The Water Smells: A David and Goliath Story

Print More

Donald M. Kreis, NH Consumer Advocate

Power to the People is a column by Donald M. Kreis, New Hampshire’s Consumer Advocate. Kreis and his staff of four represent the interests of residential utility customers before the NH Public Utilities Commission and elsewhere.

By DONALD M. KREIS, Power to the People

Early this year, a resident of Tioga Drive in Belmont wrote a letter to the Public Utilities Commission (PUC).

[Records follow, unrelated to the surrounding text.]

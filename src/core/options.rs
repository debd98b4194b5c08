//! Option schemas and option values for operations.
//!
//! Every operation declares its options up front: a name, a type, an optional
//! default and a list of constraints. The schema alone is enough to check a
//! configured operation when it is pushed onto the stack; checks that depend on
//! the raster (crop bounds, for instance) belong to the operation itself.

use crate::core::error::InvalidOptionsError;
use crate::core::types::{OptionType, Value};
use indexmap::IndexMap;
use serde::{Deserialize, Serialize};
use std::sync::Arc;

/// Definition of a single operation option.
#[derive(Debug, Clone, Serialize, Deserialize)]
pub struct OptionDefinition {
    /// Unique name within the operation
    pub name: String,
    /// Type of the option
    pub option_type: OptionType,
    /// Default value; `None` marks the option as required
    pub default_value: Option<Value>,
    /// Description for documentation
    pub description: String,
    /// Constraints for validation
    pub constraints: Vec<Constraint>,
}

/// Constraints that can be applied to option values.
#[derive(Clone, Serialize, Deserialize)]
#[serde(tag = "type", content = "params")]
pub enum Constraint {
    /// Numeric value must be within range [min, max]
    Range { min: f64, max: f64 },
    /// Numeric value must be >= min
    MinValue(f64),
    /// Numeric value must be <= max
    MaxValue(f64),
    /// Value must equal one of the listed options
    OneOf(Vec<Value>),
    /// Number must be positive (> 0)
    Positive,
    /// Number must be non-negative (>= 0)
    NonNegative,
    /// Custom constraint with validation function
    /// Note: The closure is skipped during serialization
    #[serde(skip)]
    Custom {
        name: String,
        description: String,
        validator: Arc<dyn Fn(&Value) -> Result<(), String> + Send + Sync>,
    },
}

impl std::fmt::Debug for Constraint {
    fn fmt(&self, f: &mut std::fmt::Formatter<'_>) -> std::fmt::Result {
        match self {
            Constraint::Range { min, max } => f
                .debug_struct("Range")
                .field("min", min)
                .field("max", max)
                .finish(),
            Constraint::MinValue(v) => f.debug_tuple("MinValue").field(v).finish(),
            Constraint::MaxValue(v) => f.debug_tuple("MaxValue").field(v).finish(),
            Constraint::OneOf(v) => f.debug_tuple("OneOf").field(v).finish(),
            Constraint::Positive => write!(f, "Positive"),
            Constraint::NonNegative => write!(f, "NonNegative"),
            Constraint::Custom {
                name, description, ..
            } => f
                .debug_struct("Custom")
                .field("name", name)
                .field("description", description)
                .field("validator", &"<closure>")
                .finish(),
        }
    }
}

// ============================================================================
// OptionDefinition Builder Pattern
// ============================================================================

impl OptionDefinition {
    /// Create an option with a default value.
    pub fn new(name: impl Into<String>, option_type: OptionType, default_value: Value) -> Self {
        Self {
            name: name.into(),
            option_type,
            default_value: Some(default_value),
            description: String::new(),
            constraints: Vec::new(),
        }
    }

    /// Create an option the caller must always supply.
    pub fn required(name: impl Into<String>, option_type: OptionType) -> Self {
        Self {
            name: name.into(),
            option_type,
            default_value: None,
            description: String::new(),
            constraints: Vec::new(),
        }
    }

    /// Set the description.
    pub fn with_description(mut self, description: impl Into<String>) -> Self {
        self.description = description.into();
        self
    }

    /// Add a range constraint.
    pub fn with_range(mut self, min: f64, max: f64) -> Self {
        self.constraints.push(Constraint::Range { min, max });
        self
    }

    /// Add a constraint.
    pub fn with_constraint(mut self, constraint: Constraint) -> Self {
        self.constraints.push(constraint);
        self
    }

    /// Whether the caller must supply this option.
    pub fn is_required(&self) -> bool {
        self.default_value.is_none()
    }

    /// Validate a value against this option's type and constraints.
    pub fn validate(&self, value: &Value) -> Result<(), String> {
        if !self.option_type.matches(value) {
            return Err(format!(
                "expected {}, got {}",
                self.option_type,
                value.get_type()
            ));
        }

        for constraint in &self.constraints {
            constraint.validate(value)?;
        }

        Ok(())
    }
}

// ============================================================================
// Constraint Validation
// ============================================================================

impl Constraint {
    /// Validate a value against this constraint.
    pub fn validate(&self, value: &Value) -> Result<(), String> {
        match self {
            Constraint::Range { min, max } => {
                if let Some(num) = value.as_float() {
                    if num < *min || num > *max {
                        return Err(format!("value {} is out of range [{}, {}]", num, min, max));
                    }
                }
            }

            Constraint::MinValue(min) => {
                if let Some(num) = value.as_float() {
                    if num < *min {
                        return Err(format!("value {} is below minimum {}", num, min));
                    }
                }
            }

            Constraint::MaxValue(max) => {
                if let Some(num) = value.as_float() {
                    if num > *max {
                        return Err(format!("value {} is above maximum {}", num, max));
                    }
                }
            }

            Constraint::OneOf(options) => {
                let matches = options.iter().any(|opt| match (opt.as_float(), value.as_float()) {
                    (Some(a), Some(b)) => a == b,
                    _ => opt == value,
                });
                if !matches {
                    let allowed: Vec<String> = options.iter().map(|o| o.to_string()).collect();
                    return Err(format!(
                        "value {} is not one of [{}]",
                        value,
                        allowed.join(", ")
                    ));
                }
            }

            Constraint::Positive => {
                if let Some(num) = value.as_float() {
                    if num <= 0.0 {
                        return Err(format!("value {} must be positive", num));
                    }
                }
            }

            Constraint::NonNegative => {
                if let Some(num) = value.as_float() {
                    if num < 0.0 {
                        return Err(format!("value {} must be non-negative", num));
                    }
                }
            }

            Constraint::Custom {
                name, validator, ..
            } => {
                validator(value).map_err(|e| format!("{}: {}", name, e))?;
            }
        }

        Ok(())
    }

    /// Get a human-readable description of this constraint.
    pub fn description(&self) -> String {
        match self {
            Constraint::Range { min, max } => format!("Must be between {} and {}", min, max),
            Constraint::MinValue(min) => format!("Must be at least {}", min),
            Constraint::MaxValue(max) => format!("Must be at most {}", max),
            Constraint::OneOf(options) => {
                let allowed: Vec<String> = options.iter().map(|o| o.to_string()).collect();
                format!("One of: {}", allowed.join(", "))
            }
            Constraint::Positive => "Must be positive".to_string(),
            Constraint::NonNegative => "Must be non-negative".to_string(),
            Constraint::Custom { description, .. } => description.clone(),
        }
    }
}

// ============================================================================
// Option Schema
// ============================================================================

/// Ordered set of option definitions declared by an operation.
#[derive(Debug, Clone, Default, Serialize, Deserialize)]
pub struct OptionSchema {
    definitions: IndexMap<String, OptionDefinition>,
}

impl OptionSchema {
    /// Create an empty schema.
    pub fn new() -> Self {
        Self::default()
    }

    /// Add an option definition; a later definition with the same name wins.
    pub fn option(mut self, definition: OptionDefinition) -> Self {
        self.definitions.insert(definition.name.clone(), definition);
        self
    }

    /// Find an option by name.
    pub fn get(&self, name: &str) -> Option<&OptionDefinition> {
        self.definitions.get(name)
    }

    /// All option definitions in declaration order.
    pub fn definitions(&self) -> impl Iterator<Item = &OptionDefinition> {
        self.definitions.values()
    }

    /// All option names in declaration order.
    pub fn names(&self) -> Vec<&str> {
        self.definitions.keys().map(|k| k.as_str()).collect()
    }

    /// Number of declared options.
    pub fn len(&self) -> usize {
        self.definitions.len()
    }

    /// Whether the schema declares no options.
    pub fn is_empty(&self) -> bool {
        self.definitions.is_empty()
    }

    /// Fill unset options from their declared defaults.
    pub fn apply_defaults(&self, options: &mut Options) {
        for definition in self.definitions.values() {
            if let Some(default) = &definition.default_value {
                if !options.contains(&definition.name) {
                    options.set(definition.name.clone(), default.clone());
                }
            }
        }
    }

    /// Check options against this schema.
    ///
    /// Rejects unknown option names, missing required options, type mismatches
    /// and constraint violations. `operation` names the owner in the error.
    pub fn validate(&self, operation: &str, options: &Options) -> Result<(), InvalidOptionsError> {
        for (name, value) in options.iter() {
            let definition = self.definitions.get(name).ok_or_else(|| {
                InvalidOptionsError::new(
                    operation,
                    name,
                    format!("unknown option (expected one of: {})", self.names().join(", ")),
                )
            })?;
            definition
                .validate(value)
                .map_err(|reason| InvalidOptionsError::new(operation, name, reason))?;
        }

        for definition in self.definitions.values() {
            if definition.is_required() && !options.contains(&definition.name) {
                return Err(InvalidOptionsError::new(
                    operation,
                    &definition.name,
                    "option is required",
                ));
            }
        }

        Ok(())
    }
}

// ============================================================================
// Options
// ============================================================================

/// Concrete option values of a configured operation, in insertion order.
#[derive(Debug, Clone, Default, PartialEq, Serialize, Deserialize)]
#[serde(transparent)]
pub struct Options(IndexMap<String, Value>);

impl Options {
    /// Create an empty option set.
    pub fn new() -> Self {
        Self::default()
    }

    /// Builder-style setter.
    pub fn with(mut self, name: impl Into<String>, value: impl Into<Value>) -> Self {
        self.0.insert(name.into(), value.into());
        self
    }

    /// Set an option, replacing any previous value.
    pub fn set(&mut self, name: impl Into<String>, value: impl Into<Value>) {
        self.0.insert(name.into(), value.into());
    }

    /// Merge `other` into `self`; values in `other` win.
    pub fn merge(&mut self, other: Options) {
        self.0.extend(other.0);
    }

    /// Raw lookup.
    pub fn get(&self, name: &str) -> Option<&Value> {
        self.0.get(name)
    }

    /// Whether an option is set.
    pub fn contains(&self, name: &str) -> bool {
        self.0.contains_key(name)
    }

    /// Iterate over name/value pairs.
    pub fn iter(&self) -> impl Iterator<Item = (&String, &Value)> {
        self.0.iter()
    }

    /// Number of set options.
    pub fn len(&self) -> usize {
        self.0.len()
    }

    /// Whether no options are set.
    pub fn is_empty(&self) -> bool {
        self.0.is_empty()
    }

    // ========================================================================
    // Typed Getters
    // ========================================================================

    fn require(&self, operation: &str, name: &str) -> Result<&Value, InvalidOptionsError> {
        self.0
            .get(name)
            .ok_or_else(|| InvalidOptionsError::new(operation, name, "option is not set"))
    }

    /// Get an option as an integer.
    pub fn get_integer(&self, operation: &str, name: &str) -> Result<i64, InvalidOptionsError> {
        self.require(operation, name)?
            .as_integer()
            .ok_or_else(|| InvalidOptionsError::new(operation, name, "expected Integer"))
    }

    /// Get an option as a float.
    pub fn get_float(&self, operation: &str, name: &str) -> Result<f64, InvalidOptionsError> {
        self.require(operation, name)?
            .as_float()
            .ok_or_else(|| InvalidOptionsError::new(operation, name, "expected Float"))
    }

    /// Get an option as a string.
    pub fn get_string(&self, operation: &str, name: &str) -> Result<&str, InvalidOptionsError> {
        self.require(operation, name)?
            .as_string()
            .ok_or_else(|| InvalidOptionsError::new(operation, name, "expected String"))
    }

    /// Get an option as a boolean.
    pub fn get_bool(&self, operation: &str, name: &str) -> Result<bool, InvalidOptionsError> {
        self.require(operation, name)?
            .as_bool()
            .ok_or_else(|| InvalidOptionsError::new(operation, name, "expected Boolean"))
    }
}

impl<K: Into<String>, V: Into<Value>> FromIterator<(K, V)> for Options {
    fn from_iter<I: IntoIterator<Item = (K, V)>>(iter: I) -> Self {
        Self(
            iter.into_iter()
                .map(|(k, v)| (k.into(), v.into()))
                .collect(),
        )
    }
}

“I have battled Stage IV breast cancer and just two years ago was run over by a truck and was in the hospital for four months,” she wrote.  “I am self employed and can only work so many hours a week because of my injuries.  I have a 15 year old son and it is hard enough trying to make ends meet!”

You can certainly understand why she took the time to describe her plight to the utility regulators.  Her friendly neighborhood investor-owned water company, Abenaki, is seeking a whopping big rate increase of 427 percent.

No, that’s not a typo.  I meant 427 percent.  And if that number isn’t staggering enough, consider that these customers, many if not most of whom live on fixed income, can expect monthly water bills of roughly $366 if Abenaki’s rate request is approved.

“Regrettably, yes,” said the utility when we asked their representative to confirm that we weren’t hallucinating.  Even wealthy homeowners can’t afford water bills of that magnitude.  And you might be wondering: What can one expect for that kind of money?

“The water smells all the time and I cannot drink it because half the time it’s brown and not to mention all the interruptions so with that being said these families and myself should not have to suffer and pay extra for nasty nasty water,” wrote the customer mentioned above, on behalf of herself and her 21 neighbors taking service from Abenaki Water Company’s Tioga-Belmont water system.

Now you might be wondering: What is Abenaki and its Connecticut-based parent, New England Service Company (NESC) doing about this?  It’s fleeing.

Specifically, NESC is asking the PUC to bless the deal it struck with Aquarion Water Company – a wholly owned subsidiary, by the way, of the regional electricity monolith Eversource, New England’s largest utility by far – to sell NESC and all its subsidiaries to Aquarion.

It is cold comfort to the residents of Tioga Drive that the “book value” of NESC is $16.79 million.  In other words, that is what NESC’s regulated water utility subsidiaries in Connecticut, Massachusetts and New Hampshire are collectively worth, for rate-setting purposes.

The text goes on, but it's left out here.